◆ **Excerpted records**:

//! Page automation seam
//!
//! The run loop talks to the browser only through these traits, so a
//! recording fake can stand in for Chrome in tests. [`super::controller`]
//! provides the CDP implementation.

use crate::browser::cookies::CookieRecord;
use crate::config::{ImageFormat, SlideshotConfig};
use crate::error::Result;
use async_trait::async_trait;
use serde::{Deserialize, Serialize};
use std::time::Duration;

/// Logical viewport used for every slide
pub const VIEWPORT_WIDTH: u32 = 1920;
/// Logical viewport height used for every slide
pub const VIEWPORT_HEIGHT: u32 = 1080;

/// Rendering viewport; only the scale factor changes between runs
#[derive(Debug, Clone, Copy, PartialEq)]
pub struct Viewport {
    /// Width in CSS pixels
    pub width: u32,
    /// Height in CSS pixels
    pub height: u32,
    /// Device scale factor
    pub device_scale_factor: f64,
}

impl Viewport {
    /// The fixed 1920x1080 viewport at the given density
    pub fn with_scale(scale: f64) -> Self {
        Self {
            width: VIEWPORT_WIDTH,
            height: VIEWPORT_HEIGHT,
            device_scale_factor: scale,
        }
    }
}

/// Element box in page coordinates (CSS pixels)
#[derive(Debug, Clone, Copy, PartialEq, Serialize, Deserialize)]
pub struct BoundingBox {
    /// Left edge
    pub x: f64,
    /// Top edge
    pub y: f64,
    /// Width
    pub width: f64,
    /// Height
    pub height: f64,
}

impl BoundingBox {
    /// A box is visible when it has a positive, finite area
    pub fn is_visible(&self) -> bool {
        self.width.is_finite() && self.height.is_finite() && self.width > 0.0 && self.height > 0.0
    }
}

/// Outcome of measuring the element matched by a selector
#[derive(Debug, Clone, Copy, PartialEq)]
pub enum ElementMeasure {
    /// Nothing matches the selector
    Missing,
    /// The element exists but has no visible box
    Hidden,
    /// Visible box after scrolling the element to the viewport centre
    Visible(BoundingBox),
}

/// Integer clip rectangle handed to the screenshot encoder
#[derive(Debug, Clone, Copy, PartialEq, Eq, Serialize, Deserialize)]
pub struct ClipRect {
    /// Left edge, never negative
    pub x: u32,
    /// Top edge, never negative
    pub y: u32,
    /// Width
    pub width: u32,
    /// Height
    pub height: u32,
}

/// Screenshot encoding request
#[derive(Debug, Clone, Copy, PartialEq, Eq)]
pub struct ScreenshotRequest {
    /// Region to capture
    pub clip: ClipRect,
    /// Encoding
    pub format: ImageFormat,
    /// JPEG quality; `None` for PNG
    pub quality: Option<u8>,
}

/// Network idle policy used after navigation
#[derive(Debug, Clone, Copy, PartialEq, Eq)]
pub struct NetworkIdle {
    /// In-flight requests tolerated while idle
    pub max_inflight: usize,
    /// How long the page must stay under the threshold
    pub idle_window: Duration,
    /// Hard limit for navigation plus idle wait
    pub timeout: Duration,
}

impl Default for NetworkIdle {
    fn default() -> Self {
        Self {
            max_inflight: 2,
            idle_window: Duration::from_millis(500),
            timeout: Duration::from_secs(120),
        }
    }
}

/// Starts the browser; only called for live runs
#[async_trait]
pub trait Launcher: Send + Sync {
    /// Session type produced by this launcher
    type Session: BrowserSession;

    /// Launch a browser configured for this run
    async fn launch(&self, config: &SlideshotConfig) -> Result<Self::Session>;
}

/// A running browser
#[async_trait]
pub trait BrowserSession: Send {
    /// Page type opened by this session
    type Page: SlidePage;

    /// Open a blank tab
    async fn new_page(&self) -> Result<Self::Page>;

    /// Shut the browser down
    async fn close(&mut self) -> Result<()>;
}

/// One browser tab, exclusively owned by the loop iteration using it
#[async_trait]
pub trait SlidePage: Send + Sync {
    /// Apply viewport size and device scale factor
    async fn emulate_viewport(&self, viewport: Viewport) -> Result<()>;

    /// Send `Referer` with subsequent requests
    async fn set_referer(&self, referer: &str) -> Result<()>;

    /// Add cookies to the page's cookie jar
    async fn set_cookies(&self, cookies: &[CookieRecord]) -> Result<()>;

    /// Navigate and wait for network idle, bounded by `idle.timeout`
    async fn navigate(&self, url: &str, idle: NetworkIdle) -> Result<()>;

    /// `window.innerHeight`
    async fn inner_height(&self) -> Result<f64>;

    /// Scroll to vertical offset `y` and report `document.body.scrollHeight`
    async fn scroll_to(&self, y: f64) -> Result<f64>;

    /// Resolve once every image has loaded or errored and fonts are ready
    async fn wait_for_assets(&self) -> Result<()>;

    /// Scroll the first match of `selector` into view and measure it
    async fn measure(&self, selector: &str) -> Result<ElementMeasure>;

    /// Encode the clipped region
    async fn screenshot(&self, request: ScreenshotRequest) -> Result<Vec<u8>>;

    /// Close the tab
    async fn close(&self) -> Result<()>;
}

#[cfg(test)]
mod tests {
    use super::*;

    #[test]
    fn test_viewport_is_fixed() {
        let viewport = Viewport::with_scale(2.0);
        assert_eq!(viewport.width, 1920);
        assert_eq!(viewport.height, 1080);
        assert_eq!(viewport.device_scale_factor, 2.0);
    }

    #[test]
    fn test_network_idle_default() {
        let idle = NetworkIdle::default();
        assert_eq!(idle.max_inflight, 2);
        assert_eq!(idle.idle_window, Duration::from_millis(500));
        assert_eq!(idle.timeout, Duration::from_secs(120));
    }

    #[test]
    fn test_bounding_box_visibility() {
        let visible = BoundingBox {
            x: 0.0,
            y: 0.0,
            width: 10.0,
            height: 1.0,
        };
        assert!(visible.is_visible());
        assert!(!BoundingBox { width: 0.0, ..visible }.is_visible());
        assert!(!BoundingBox {
            height: f64::NAN,
            ..visible
        }
        .is_visible());
    }
}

◆ **What you have to do**:
Check each line of the data above, and please copy the ones in which the string "Serialize" occurs.

◆ **Reply to the task**:
use serde::{Deserialize, Serialize};
#[derive(Debug, Clone, Copy, PartialEq, Serialize, Deserialize)]
#[derive(Debug, Clone, Copy, PartialEq, Eq, Serialize, Deserialize)]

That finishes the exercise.